Education
Huazhong University of Science and
Technology
M.S. in Software Engineering
GPA: 3.79/4.00
Rank: 4/145
NanChang University
B.S. in Software Engineering
TA in Data Structure & Algorithm
Research Experiences
In the intelligent customer service dialogue system, FAQ is the core
business scenario. With the success of ToC’s customer service robot,
AliXiaomi has gradually transformed into a customer service robot
platform that provides SaaS/PaaS to offer services to various companies
on Alibaba Cloud. However, B-end client data is quite limited and of low
quality in the case of ToB. Thus, the quality of FAQ needs to be
improved.
Task:
In fact, there are models with good performance in other source
domains, and it is hoped that the model can be better represented in the
target domain by introducing mature models in other source domains to
assist the model learning in the target domain with few shot. The key
part lies in the utilization of information within and between domains
to mine the differences and connections between samples.
Action:
1. Multi-grained Interactive Learning: Few shot learning aims at the model learning better representation ability through a small number of samples. It takes samples by N-way-K-shot method to form episodes (corresponding to the conception of batch) for training.
2. Contrastive Learning: In a sampled episode, the SimCSE method is used to modify random mask strategy of query, and query’s nearest neighbor T is augmented, which is expressed in the mature embedding of multi-source domain and the target domain to be learned.

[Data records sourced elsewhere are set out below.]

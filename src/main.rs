use clap::{Parser, ValueEnum};

use shakesearch::client::SearchClient;
use shakesearch::config::CONFIG;
use shakesearch::controller::FormController;
use shakesearch::form::FormData;
use shakesearch::models::fields;
use shakesearch::table::TableBody;

#[derive(Debug, Clone, Copy, ValueEnum)]
enum Format {
    Html,
    Text,
}

/// Submit one search to the backend and print the results table.
#[derive(Debug, Parser)]
#[command(name = "shakesearch", version)]
struct Args {
    /// Text to search for
    #[arg(short, long)]
    query: String,

    /// Page number, passed through as typed
    #[arg(short, long)]
    page: Option<String>,

    /// Results per page, passed through as typed
    #[arg(short, long)]
    limit: Option<String>,

    /// Backend address, overrides SEARCH_BASE_URL
    #[arg(long)]
    base_url: Option<String>,

    #[arg(long, value_enum, default_value_t = Format::Text)]
    format: Format,

    /// Column width for text output
    #[arg(long, default_value_t = 100)]
    width: usize,
}

#[tokio::main]
async fn main() -> anyhow::Result<()> {
    tracing_subscriber::fmt()
        .with_max_level(tracing::Level::INFO)
        .with_target(true)
        .with_writer(std::io::stderr)
        .init();

    let args = Args::parse();

    let client = match args.base_url {
        Some(base_url) => SearchClient::new(base_url),
        None => SearchClient::from_config(),
    };
    tracing::info!("using search backend at {}", client.base_url());

    let form = FormData::new()
        .with_field(fields::QUERY, args.query)
        .with_field(fields::PAGE, args.page.unwrap_or_else(|| CONFIG.default_page.clone()))
        .with_field(fields::LIMIT, args.limit.unwrap_or_else(|| CONFIG.default_limit.clone()));

    let mut controller = FormController::new(client, TableBody::default());
    controller.on_submit(&form).await?;

    let table = controller.into_table();
    let out = match args.format {
        Format::Html => table.to_html()?,
        Format::Text => table.to_text(args.width)?,
    };
    println!("{out}");
    Ok(())
}
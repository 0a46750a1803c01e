use dotenvy::dotenv;
use once_cell::sync::Lazy;
use std::env;

pub static CONFIG: Lazy<Config> = Lazy::new(|| {
    dotenv().ok(); // Load .env file if present
    Config {
        base_url: get_env_or_default("SEARCH_BASE_URL", "http://localhost:3001"),
        default_page: get_env_or_default("SEARCH_DEFAULT_PAGE", "1"),
        default_limit: get_env_or_default("SEARCH_DEFAULT_LIMIT", "20"),
    }
});

pub struct Config {
    /// Where the `/search` endpoint lives.
    pub base_url: String,
    pub default_page: String,
    pub default_limit: String,
}

fn get_env_or_default(key: &str, default: &str) -> String {
    env::var(key).unwrap_or_else(|_| default.to_string())
}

Contrastive learning is reflected in that the expression similarity of different domains of the same query should be greater than that of the mature domain of the same query and the nearest neighbor t of query in the target domain, which enhances the cohesive expression ability of the target domain. Similarly, for the sampled episode, the expression similarity between query and nearest neighbor t in the mature domain should be greater than that between query in the mature source domain and nearest neighbor t in the target domain, which enhances the ability to distinguish between the target domain and the mature source domain.
Result:
With the help of store-Xiaomi in the e-commerce field and government affairs Xiaomi in the government service field, the B-end data of Cloud Xiaomi improved by about 2% compared with MLMAN method and improved by about 8% compared with Transfer Learning. A paper titled “Contrastive Learning and Multi-grained Interactivity of Cross Domain Few Shot FAQ” is also accomplished.

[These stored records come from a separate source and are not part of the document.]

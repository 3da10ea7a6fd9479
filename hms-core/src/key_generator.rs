// File:    key_generator.rs
// Author:  apezoo
// Date:    2025-08-02
//
// Description: Provides functionality for generating fresh pad keys from the fixed printable alphabet.
//
// License:
// This project is licensed under the terms of the GNU AGPLv3 license.
// See the LICENSE.md file in the project root for full license information.

use rand::Rng;

/// The fixed alphabet pad keys are drawn from. Every generated key consists
/// solely of these characters, all of which survive the single-code-unit
/// sealing in [`crate::crypto`].
pub const KEY_ALPHABET: &str =
    "ABCDEFGHIJKLMNOPQRSTUVWXYZabcdefghijklmnopqrstuvwxyz0123456789!@#$%^&*()";

/// Generates a fresh pad key of exactly `length` characters, each drawn
/// uniformly from [`KEY_ALPHABET`]. A `length` of zero yields the empty key.
///
/// Keys are meant to be generated fresh per sealing call and never reused;
/// nothing here enforces that convention.
#[must_use]
pub fn generate_key(length: usize) -> String {
    let alphabet = KEY_ALPHABET.as_bytes();
    let mut rng = rand::rng();
    (0..length)
        .map(|_| char::from(alphabet[rng.random_range(0..alphabet.len())]))
        .collect()
}
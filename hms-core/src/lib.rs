// File:    lib.rs
// Author:  apezoo
// Date:    2025-08-02
//
// Description: The main library crate for hms-core, orchestrating password sealing, session storage, and the hospital record services.
//
// License:
// This project is licensed under the terms of the GNU AGPLv3 license.
// See the LICENSE.md file in the project root for full license information.

//! # HMS Core Library
//!
//! This library provides the core functionality for the hospital management
//! demo: a one-time pad style cipher used to seal stored passwords, a
//! tab-scoped session store behind an explicit repository interface, and the
//! account, record, scheduling and billing services built on top of both.

/// Account creation, login, and system seeding.
pub mod auth;
/// Bill creation, lookup, and invoice rendering.
pub mod billing;
/// Cryptographic operations for sealing and unsealing text.
pub mod crypto;
/// Utilities for generating fresh pad keys.
pub mod key_generator;
/// The record types held in the session store.
pub mod models;
/// Patient and doctor record keeping.
pub mod records;
/// Appointment booking and search.
pub mod scheduling;
/// The session-scoped repository and its in-memory implementation.
pub mod store;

Short Term Load Forecasting for Power System based on
Graph Hash Sampling Attention and Contrastive Learning
First Author May 2022 - present
Situation:
In order to maintain the highly efficient operation and increase the stability of power supply for the entire power grid, power load forecasting is a major topic. It can provide convenience for the operation planning, income prediction, electricity price design and energy transactions of the power system. Short term load forecasting (a few minutes or hours in advance) is mainly used to assist real-time energy scheduling, which is of great research value to modern power systems with uncertainties at the power generation end and power consumption end represented by new energy. However, accurate short-term load forecasting is challenging.

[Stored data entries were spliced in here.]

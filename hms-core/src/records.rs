// File:    records.rs
// Author:  apezoo
// Date:    2025-08-02
//
// Description: Patient and doctor record keeping on top of the session repository.
//
// License:
// This project is licensed under the terms of the GNU AGPLv3 license.
// See the LICENSE.md file in the project root for full license information.

//! Patient and doctor record keeping. IDs are issued by the repository
//! counters; lookups are linear scans over the stored collections.

use log::info;

use crate::models::{Availability, Doctor, Patient};
use crate::store::{Repository, StoreError, keys};

/// Details for registering a patient directly (without a login account).
#[derive(Debug, Clone)]
pub struct NewPatient {
    /// Full name.
    pub name: String,
    /// Age in years.
    pub age: u32,
    /// Contact phone number.
    pub phone: String,
    /// Blood group, e.g. "O+".
    pub blood_group: String,
    /// Free-text symptoms.
    pub symptoms: String,
    /// ID of the doctor to assign, if any.
    pub assigned_doctor: Option<u32>,
}

/// Details for registering a doctor directly (without a login account).
#[derive(Debug, Clone)]
pub struct NewDoctor {
    /// Full name.
    pub name: String,
    /// Medical specialization.
    pub specialization: String,
    /// Initial availability.
    pub availability: Availability,
    /// Annual salary, when disclosed.
    pub salary: Option<f64>,
}

/// Registers a patient and returns the stored record.
///
/// # Errors
///
/// Returns a [`StoreError`] if the store rejects a read or write.
pub fn add_patient<R: Repository>(store: &mut R, new: NewPatient) -> Result<Patient, StoreError> {
    let patient = Patient {
        id: store.next_id(keys::PATIENT_IDS)?,
        name: new.name,
        age: new.age,
        phone: new.phone,
        blood_group: new.blood_group,
        symptoms: new.symptoms,
        assigned_doctor: new.assigned_doctor,
        username: None,
    };
    let mut patients: Vec<Patient> = store.load_collection(keys::PATIENTS)?;
    patients.push(patient.clone());
    store.save_collection(keys::PATIENTS, &patients)?;
    info!("Registered patient {} ('{}').", patient.id, patient.name);
    Ok(patient)
}

/// Lists every registered patient in registration order.
///
/// # Errors
///
/// Returns a [`StoreError`] if the collection cannot be read.
pub fn list_patients<R: Repository>(store: &R) -> Result<Vec<Patient>, StoreError> {
    store.load_collection(keys::PATIENTS)
}

/// Looks up a patient by ID.
///
/// # Errors
///
/// Returns a [`StoreError`] if the collection cannot be read.
pub fn find_patient<R: Repository>(store: &R, id: u32) -> Result<Option<Patient>, StoreError> {
    Ok(list_patients(store)?.into_iter().find(|p| p.id == id))
}

/// Looks up the patient record attached to a login username.
///
/// # Errors
///
/// Returns a [`StoreError`] if the collection cannot be read.
pub fn patient_by_username<R: Repository>(
    store: &R,
    username: &str,
) -> Result<Option<Patient>, StoreError> {
    Ok(list_patients(store)?
        .into_iter()
        .find(|p| p.username.as_deref() == Some(username)))
}

/// Lists the patients assigned to a doctor.
///
/// # Errors
///
/// Returns a [`StoreError`] if the collection cannot be read.
pub fn patients_of_doctor<R: Repository>(
    store: &R,
    doctor_id: u32,
) -> Result<Vec<Patient>, StoreError> {
    Ok(list_patients(store)?
        .into_iter()
        .filter(|p| p.assigned_doctor == Some(doctor_id))
        .collect())
}

/// Registers a doctor and returns the stored record.
///
/// # Errors
///
/// Returns a [`StoreError`] if the store rejects a read or write.
pub fn add_doctor<R: Repository>(store: &mut R, new: NewDoctor) -> Result<Doctor, StoreError> {
    let doctor = Doctor {
        id: store.next_id(keys::DOCTOR_IDS)?,
        name: new.name,
        specialization: new.specialization,
        availability: new.availability,
        salary: new.salary,
        username: None,
    };
    let mut doctors: Vec<Doctor> = store.load_collection(keys::DOCTORS)?;
    doctors.push(doctor.clone());
    store.save_collection(keys::DOCTORS, &doctors)?;
    info!("Registered doctor {} ('{}').", doctor.id, doctor.name);
    Ok(doctor)
}

/// Lists every registered doctor in registration order.
///
/// # Errors
///
/// Returns a [`StoreError`] if the collection cannot be read.
pub fn list_doctors<R: Repository>(store: &R) -> Result<Vec<Doctor>, StoreError> {
    store.load_collection(keys::DOCTORS)
}

/// Looks up a doctor by ID.
///
/// # Errors
///
/// Returns a [`StoreError`] if the collection cannot be read.
pub fn find_doctor<R: Repository>(store: &R, id: u32) -> Result<Option<Doctor>, StoreError> {
    Ok(list_doctors(store)?.into_iter().find(|d| d.id == id))
}

/// Looks up the doctor record attached to a login username.
///
/// # Errors
///
/// Returns a [`StoreError`] if the collection cannot be read.
pub fn doctor_by_username<R: Repository>(
    store: &R,
    username: &str,
) -> Result<Option<Doctor>, StoreError> {
    Ok(list_doctors(store)?
        .into_iter()
        .find(|d| d.username.as_deref() == Some(username)))
}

Task:The power network is modelled as a graph consisting of nodes and edges, which is a non-Euclidean geometry. And it means that the deep learning method of graph neural network can be applied in the power system network. In particular, for the specific time t, load forecasting of a specific node can be considered as a time series prediction problem. It aims at predicting the load of the nodes at time t using the state set of the previous time t-1 and the input of the current time t. This paper uses graph attention and contrastive learning to model the space-time graph of power grid.
Action:
1. Graph Hash Sampling Attention: Self attention has better long-term sequence correlation modeling ability. However attention mechanism take a lot of resources to calculate dot product similarity, specially in spatial temporal graph. In this paper, we refer the SDIM method use SimHash to approximate attention mechanism. SimHash has been proved that has superior modeling performance in long term user behavior sequences,and it cost a little of resources.In the spatial-temporal graph, because the graph is unstructured data and its internal topology is complex, the capacity of the graph attention mechanism is limited not to achieve the expected results, so the SimHash structure is used to approximate the correlation of the spatial-temporal graph, which strengthens the graph representation capability for modeling the connection and difference between the power network system data exhibited over a long time and wide space.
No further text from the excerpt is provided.